* [AIM OF THE EXERCISE]:
Would you please set down the entries below exactly as shown?

* [DATA FOR THE TASK]:
-.-.-

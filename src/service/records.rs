use std::sync::Arc;

use tracing::{info, instrument, warn};

use crate::error::{AppError, Resource};
use crate::model::attendance::{Attendance, AttendanceFields, AttendancePage, NewAttendance};
use crate::model::department::{Department, DepartmentChanges, DepartmentFields, NewDepartment};
use crate::model::employee::{Employee, EmployeeChanges, EmployeeFields, NewEmployee};
use crate::store::{HrStore, StoreError};
use crate::utils::validation::{PageRequest, non_blank, parse_date, validate_email};

pub const DUPLICATE_EMAIL: &str = "Employee with this email already exists";

/// CRUD over employees, departments and attendance.
#[derive(Clone)]
pub struct RecordService {
    store: Arc<dyn HrStore>,
}

/// The uniqueness constraint is the only authority on duplicate emails.
fn employee_write_error(err: StoreError) -> AppError {
    match err {
        StoreError::UniqueViolation => AppError::Conflict(DUPLICATE_EMAIL.to_string()),
        StoreError::ForeignKeyViolation => AppError::NotFound(Resource::Department),
        other => other.into(),
    }
}

impl RecordService {
    pub fn new(store: Arc<dyn HrStore>) -> Self {
        Self { store }
    }

    // ---------- employees ----------

    pub async fn list_employees(&self) -> Result<Vec<Employee>, AppError> {
        Ok(self.store.list_employees().await?)
    }

    pub async fn get_employee(&self, id: u64) -> Result<Employee, AppError> {
        self.store
            .find_employee(id)
            .await?
            .ok_or(AppError::NotFound(Resource::Employee))
    }

    #[instrument(skip(self, fields))]
    pub async fn create_employee(&self, fields: EmployeeFields) -> Result<Employee, AppError> {
        let (Some(full_name), Some(email)) = (non_blank(fields.full_name), non_blank(fields.email))
        else {
            return Err(AppError::validation("Full name and email are required"));
        };
        validate_email(&email)?;

        if let Some(department_id) = fields.department_id {
            self.get_department(department_id).await?;
        }

        let new = NewEmployee {
            full_name,
            email,
            department_id: fields.department_id,
        };
        let id = self
            .store
            .insert_employee(&new)
            .await
            .map_err(employee_write_error)?;

        info!(employee_id = id, "Employee created");
        self.get_employee(id).await
    }

    /// All-or-nothing: every supplied field is validated before the single write.
    #[instrument(skip(self, fields))]
    pub async fn update_employee(
        &self,
        id: u64,
        fields: EmployeeFields,
    ) -> Result<Employee, AppError> {
        self.get_employee(id).await?;

        let changes = EmployeeChanges {
            full_name: non_blank(fields.full_name),
            email: non_blank(fields.email),
            department_id: fields.department_id,
        };
        if let Some(email) = &changes.email {
            validate_email(email)?;
        }
        if let Some(department_id) = changes.department_id {
            self.get_department(department_id).await?;
        }

        if !changes.is_empty() {
            self.store
                .update_employee(id, &changes)
                .await
                .map_err(employee_write_error)?;
        }

        self.get_employee(id).await
    }

    /// Attendance rows go with the employee.
    #[instrument(skip(self))]
    pub async fn delete_employee(&self, id: u64) -> Result<(), AppError> {
        if !self.store.delete_employee(id).await? {
            return Err(AppError::NotFound(Resource::Employee));
        }
        info!(employee_id = id, "Employee deleted");
        Ok(())
    }

    // ---------- departments ----------

    pub async fn list_departments(&self) -> Result<Vec<Department>, AppError> {
        Ok(self.store.list_departments().await?)
    }

    pub async fn get_department(&self, id: u64) -> Result<Department, AppError> {
        self.store
            .find_department(id)
            .await?
            .ok_or(AppError::NotFound(Resource::Department))
    }

    #[instrument(skip(self, fields))]
    pub async fn create_department(&self, fields: DepartmentFields) -> Result<Department, AppError> {
        let Some(name) = non_blank(fields.name) else {
            return Err(AppError::validation("Department name is required"));
        };

        let new = NewDepartment {
            name,
            description: fields.description,
        };
        let id = self.store.insert_department(&new).await?;

        info!(department_id = id, "Department created");
        self.get_department(id).await
    }

    #[instrument(skip(self, fields))]
    pub async fn update_department(
        &self,
        id: u64,
        fields: DepartmentFields,
    ) -> Result<Department, AppError> {
        self.get_department(id).await?;

        let changes = DepartmentChanges {
            name: non_blank(fields.name),
            description: fields.description,
        };
        if !changes.is_empty() {
            self.store.update_department(id, &changes).await?;
        }

        self.get_department(id).await
    }

    /// Referencing employees keep existing with no department.
    #[instrument(skip(self))]
    pub async fn delete_department(&self, id: u64) -> Result<(), AppError> {
        if !self.store.delete_department(id).await? {
            return Err(AppError::NotFound(Resource::Department));
        }
        info!(department_id = id, "Department deleted");
        Ok(())
    }

    // ---------- attendance ----------

    pub async fn get_attendance(&self, id: u64) -> Result<Attendance, AppError> {
        self.store
            .find_attendance(id)
            .await?
            .ok_or(AppError::NotFound(Resource::Attendance))
    }

    pub async fn list_attendance_for_employee(
        &self,
        employee_id: u64,
        page: PageRequest,
    ) -> Result<AttendancePage, AppError> {
        let records = self
            .store
            .attendance_for_employee(employee_id, page.limit(), page.offset())
            .await?;
        let total_count = self.store.count_attendance_for_employee(employee_id).await?;

        Ok(AttendancePage {
            records,
            total_count,
        })
    }

    #[instrument(skip(self, fields))]
    pub async fn create_attendance(
        &self,
        employee_id: u64,
        fields: AttendanceFields,
    ) -> Result<Attendance, AppError> {
        let (Some(raw_date), Some(status)) = (non_blank(fields.date), fields.status) else {
            return Err(AppError::validation("employee_id, date and status are required"));
        };
        let date = parse_date(&raw_date)?;

        self.get_employee(employee_id).await?;

        let new = NewAttendance {
            employee_id,
            date,
            status,
        };
        let id = self
            .store
            .insert_attendance(&new)
            .await
            .map_err(|err| match err {
                // employee removed between the lookup and the insert
                StoreError::ForeignKeyViolation => AppError::NotFound(Resource::Employee),
                other => other.into(),
            })?;

        info!(attendance_id = id, employee_id, "Attendance recorded");
        self.get_attendance(id).await
    }

    #[instrument(skip(self))]
    pub async fn toggle_attendance_status(&self, id: u64) -> Result<Attendance, AppError> {
        if !self.store.toggle_attendance(id).await? {
            warn!(attendance_id = id, "Toggle on missing attendance record");
            return Err(AppError::NotFound(Resource::Attendance));
        }
        self.get_attendance(id).await
    }

    #[instrument(skip(self))]
    pub async fn delete_attendance(&self, id: u64) -> Result<(), AppError> {
        if !self.store.delete_attendance(id).await? {
            return Err(AppError::NotFound(Resource::Attendance));
        }
        Ok(())
    }
}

-.-.-

* [YOUR SOLUTION]:
filename src/service/records.rs
use std::sync::Arc;

use tracing::{info, instrument, warn};

use crate::error::{AppError, Resource};
use crate::model::attendance::{Attendance, AttendanceFields, AttendancePage, NewAttendance};
use crate::model::department::{Department, DepartmentChanges, DepartmentFields, NewDepartment};
use crate::model::employee::{Employee, EmployeeChanges, EmployeeFields, NewEmployee};
use crate::store::{HrStore, StoreError};
use crate::utils::validation::{PageRequest, non_blank, parse_date, validate_email};

pub const DUPLICATE_EMAIL: &str = "Employee with this email already exists";

/// CRUD over employees, departments and attendance.
#[derive(Clone)]
pub struct RecordService {
    store: Arc<dyn HrStore>,
}

/// The uniqueness constraint is the only authority on duplicate emails.
fn employee_write_error(err: StoreError) -> AppError {
    match err {
        StoreError::UniqueViolation => AppError::Conflict(DUPLICATE_EMAIL.to_string()),
        StoreError::ForeignKeyViolation => AppError::NotFound(Resource::Department),
        other => other.into(),
    }
}

impl RecordService {
    pub fn new(store: Arc<dyn HrStore>) -> Self {
        Self { store }
    }

    // ---------- employees ----------

    pub async fn list_employees(&self) -> Result<Vec<Employee>, AppError> {
        Ok(self.store.list_employees().await?)
    }

    pub async fn get_employee(&self, id: u64) -> Result<Employee, AppError> {
        self.store
            .find_employee(id)
            .await?
            .ok_or(AppError::NotFound(Resource::Employee))
    }

    #[instrument(skip(self, fields))]
    pub async fn create_employee(&self, fields: EmployeeFields) -> Result<Employee, AppError> {
        let (Some(full_name), Some(email)) = (non_blank(fields.full_name), non_blank(fields.email))
        else {
            return Err(AppError::validation("Full name and email are required"));
        };
        validate_email(&email)?;

        if let Some(department_id) = fields.department_id {
            self.get_department(department_id).await?;
        }

        let new = NewEmployee {
            full_name,
            email,
            department_id: fields.department_id,
        };
        let id = self
            .store
            .insert_employee(&new)
            .await
            .map_err(employee_write_error)?;

        info!(employee_id = id, "Employee created");
        self.get_employee(id).await
    }

    /// All-or-nothing: every supplied field is validated before the single write.
    #[instrument(skip(self, fields))]
    pub async fn update_employee(
        &self,
        id: u64,
        fields: EmployeeFields,
    ) -> Result<Employee, AppError> {
        self.get_employee(id).await?;

        let changes = EmployeeChanges {
            full_name: non_blank(fields.full_name),
            email: non_blank(fields.email),
            department_id: fields.department_id,
        };
        if let Some(email) = &changes.email {
            validate_email(email)?;
        }
        if let Some(department_id) = changes.department_id {
            self.get_department(department_id).await?;
        }

        if !changes.is_empty() {
            self.store
                .update_employee(id, &changes)
                .await
                .map_err(employee_write_error)?;
        }

        self.get_employee(id).await
    }

    /// Attendance rows go with the employee.
    #[instrument(skip(self))]
    pub async fn delete_employee(&self, id: u64) -> Result<(), AppError> {
        if !self.store.delete_employee(id).await? {
            return Err(AppError::NotFound(Resource::Employee));
        }
        info!(employee_id = id, "Employee deleted");
        Ok(())
    }

    // ---------- departments ----------

    pub async fn list_departments(&self) -> Result<Vec<Department>, AppError> {
        Ok(self.store.list_departments().await?)
    }

    pub async fn get_department(&self, id: u64) -> Result<Department, AppError> {
        self.store
            .find_department(id)
            .await?
            .ok_or(AppError::NotFound(Resource::Department))
    }

    #[instrument(skip(self, fields))]
    pub async fn create_department(&self, fields: DepartmentFields) -> Result<Department, AppError> {
        let Some(name) = non_blank(fields.name) else {
            return Err(AppError::validation("Department name is required"));
        };

        let new = NewDepartment {
            name,
            description: fields.description,
        };
        let id = self.store.insert_department(&new).await?;

        info!(department_id = id, "Department created");
        self.get_department(id).await
    }

    #[instrument(skip(self, fields))]
    pub async fn update_department(
        &self,
        id: u64,
        fields: DepartmentFields,
    ) -> Result<Department, AppError> {
        self.get_department(id).await?;

        let changes = DepartmentChanges {
            name: non_blank(fields.name),
            description: fields.description,
        };
        if !changes.is_empty() {
            self.store.update_department(id, &changes).await?;
        }

        self.get_department(id).await
    }

    /// Referencing employees keep existing with no department.
    #[instrument(skip(self))]
    pub async fn delete_department(&self, id: u64) -> Result<(), AppError> {
        if !self.store.delete_department(id).await? {
            return Err(AppError::NotFound(Resource::Department));
        }
        info!(department_id = id, "Department deleted");
        Ok(())
    }

    // ---------- attendance ----------

    pub async fn get_attendance(&self, id: u64) -> Result<Attendance, AppError> {
        self.store
            .find_attendance(id)
            .await?
            .ok_or(AppError::NotFound(Resource::Attendance))
    }

    pub async fn list_attendance_for_employee(
        &self,
        employee_id: u64,
        page: PageRequest,
    ) -> Result<AttendancePage, AppError> {
        let records = self
            .store
            .attendance_for_employee(employee_id, page.limit(), page.offset())
            .await?;
        let total_count = self.store.count_attendance_for_employee(employee_id).await?;

        Ok(AttendancePage {
            records,
            total_count,
        })
    }

    #[instrument(skip(self, fields))]
    pub async fn create_attendance(
        &self,
        employee_id: u64,
        fields: AttendanceFields,
    ) -> Result<Attendance, AppError> {
        let (Some(raw_date), Some(status)) = (non_blank(fields.date), fields.status) else {
            return Err(AppError::validation("employee_id, date and status are required"));
        };
        let date = parse_date(&raw_date)?;

        self.get_employee(employee_id).await?;

        let new = NewAttendance {
            employee_id,
            date,
            status,
        };
        let id = self
            .store
            .insert_attendance(&new)
            .await
            .map_err(|err| match err {
                // employee removed between the lookup and the insert
                StoreError::ForeignKeyViolation => AppError::NotFound(Resource::Employee),
                other => other.into(),
            })?;

        info!(attendance_id = id, employee_id, "Attendance recorded");
        self.get_attendance(id).await
    }

    #[instrument(skip(self))]
    pub async fn toggle_attendance_status(&self, id: u64) -> Result<Attendance, AppError> {
        if !self.store.toggle_attendance(id).await? {
            warn!(attendance_id = id, "Toggle on missing attendance record");
            return Err(AppError::NotFound(Resource::Attendance));
        }
        self.get_attendance(id).await
    }

    #[instrument(skip(self))]
    pub async fn delete_attendance(&self, id: u64) -> Result<(), AppError> {
        if !self.store.delete_attendance(id).await? {
            return Err(AppError::NotFound(Resource::Attendance));
        }
        Ok(())
    }
}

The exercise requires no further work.